[PROBLEM REQUIREMENTS] In the entries that follow, find each line with the word "selection" and copy it.
::::
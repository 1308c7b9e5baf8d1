use std::collections::HashMap;
use std::sync::Mutex;
use std::sync::atomic::{AtomicUsize, Ordering};
use std::time::{Duration, Instant};

use rand::Rng as _;
use relay_config::{RoutingConfig, RoutingStrategy};

use crate::error::RouteError;

/// One provider as seen by the router
///
/// Health and last-failure are sampled once by the caller before
/// selection; the router itself never touches shared health state.
#[derive(Debug, Clone)]
pub struct Candidate<'a> {
    pub name: &'a str,
    pub weight: u32,
    pub priority: i32,
    pub healthy: bool,
    pub last_failure: Option<Instant>,
}

/// Routing strategy, dispatched per selection
///
/// One instance lives for the process lifetime; round-robin and
/// weighted state is internal.
pub enum Strategy {
    /// Healthy candidates in priority order; failed candidates get a
    /// timed second chance when nothing healthy remains
    Failover { timeout: Duration },
    /// Rotate across healthy candidates
    RoundRobin { counter: AtomicUsize },
    /// Uniform random over healthy candidates
    Shuffle,
    /// Smooth weighted rotation proportional to candidate weight
    WeightedRoundRobin { credits: Mutex<HashMap<String, i64>> },
}

impl Strategy {
    /// Build the strategy from routing configuration
    ///
    /// `model_based` routes through the model filter and then fails
    /// over across the narrowed candidates.
    pub fn from_config(config: &RoutingConfig) -> Self {
        let timeout = Duration::from_millis(config.failover_timeout_ms);
        match config.strategy {
            RoutingStrategy::Failover | RoutingStrategy::ModelBased => Self::Failover { timeout },
            RoutingStrategy::RoundRobin => Self::RoundRobin {
                counter: AtomicUsize::new(0),
            },
            RoutingStrategy::Shuffle => Self::Shuffle,
            RoutingStrategy::WeightedRoundRobin => Self::WeightedRoundRobin {
                credits: Mutex::new(HashMap::new()),
            },
        }
    }

    /// Pick one candidate, returning its index into `candidates`
    ///
    /// # Errors
    ///
    /// Returns `NoProviderAvailable` when no candidate qualifies. An
    /// empty slice is a caller bug.
    pub fn select(&self, candidates: &[Candidate<'_>]) -> Result<usize, RouteError> {
        debug_assert!(!candidates.is_empty(), "router called with no candidates");

        let healthy: Vec<usize> = (0..candidates.len())
            .filter(|&i| candidates[i].healthy)
            .collect();

        match self {
            Self::Failover { timeout } => select_failover(candidates, &healthy, *timeout),
            Self::RoundRobin { counter } => {
                if healthy.is_empty() {
                    return Err(RouteError::NoProviderAvailable);
                }
                let n = counter.fetch_add(1, Ordering::Relaxed);
                Ok(healthy[n % healthy.len()])
            }
            Self::Shuffle => {
                if healthy.is_empty() {
                    return Err(RouteError::NoProviderAvailable);
                }
                let mut rng = rand::rng();
                Ok(healthy[rng.random_range(0..healthy.len())])
            }
            Self::WeightedRoundRobin { credits } => select_weighted(candidates, &healthy, credits),
        }
    }
}

/// Priority order (lower first), stable on declaration order
fn priority_order(candidates: &[Candidate<'_>], indexes: &[usize]) -> Vec<usize> {
    let mut ordered = indexes.to_vec();
    ordered.sort_by_key(|&i| candidates[i].priority);
    ordered
}

fn select_failover(
    candidates: &[Candidate<'_>],
    healthy: &[usize],
    timeout: Duration,
) -> Result<usize, RouteError> {
    if let Some(&first) = priority_order(candidates, healthy).first() {
        return Ok(first);
    }

    // Nothing healthy: give the least-recently-failed-enough candidate
    // one more chance.
    let all: Vec<usize> = (0..candidates.len()).collect();
    for i in priority_order(candidates, &all) {
        let due = candidates[i]
            .last_failure
            .is_none_or(|at| at.elapsed() >= timeout);
        if due {
            tracing::debug!(
                provider = candidates[i].name,
                "no healthy provider, retrying past failure"
            );
            return Ok(i);
        }
    }

    Err(RouteError::NoProviderAvailable)
}

fn select_weighted(
    candidates: &[Candidate<'_>],
    healthy: &[usize],
    credits: &Mutex<HashMap<String, i64>>,
) -> Result<usize, RouteError> {
    if healthy.is_empty() {
        return Err(RouteError::NoProviderAvailable);
    }

    let mut credits = credits.lock().unwrap_or_else(std::sync::PoisonError::into_inner);
    let total: i64 = healthy.iter().map(|&i| i64::from(candidates[i].weight)).sum();

    let mut best: Option<usize> = None;
    for &i in healthy {
        let credit = credits.entry(candidates[i].name.to_owned()).or_insert(0);
        *credit += i64::from(candidates[i].weight);
        let credit = *credit;

        let better = best.is_none_or(|b| {
            let best_credit = credits[candidates[b].name];
            credit > best_credit
                || (credit == best_credit && candidates[i].priority > candidates[b].priority)
        });
        if better {
            best = Some(i);
        }
    }

    let chosen = best.unwrap_or(healthy[0]);
    if let Some(credit) = credits.get_mut(candidates[chosen].name) {
        *credit -= total;
    }
    Ok(chosen)
}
::::
[EXERCISE SOLUTION]
/// selection; the router itself never touches shared health state.
/// Routing strategy, dispatched per selection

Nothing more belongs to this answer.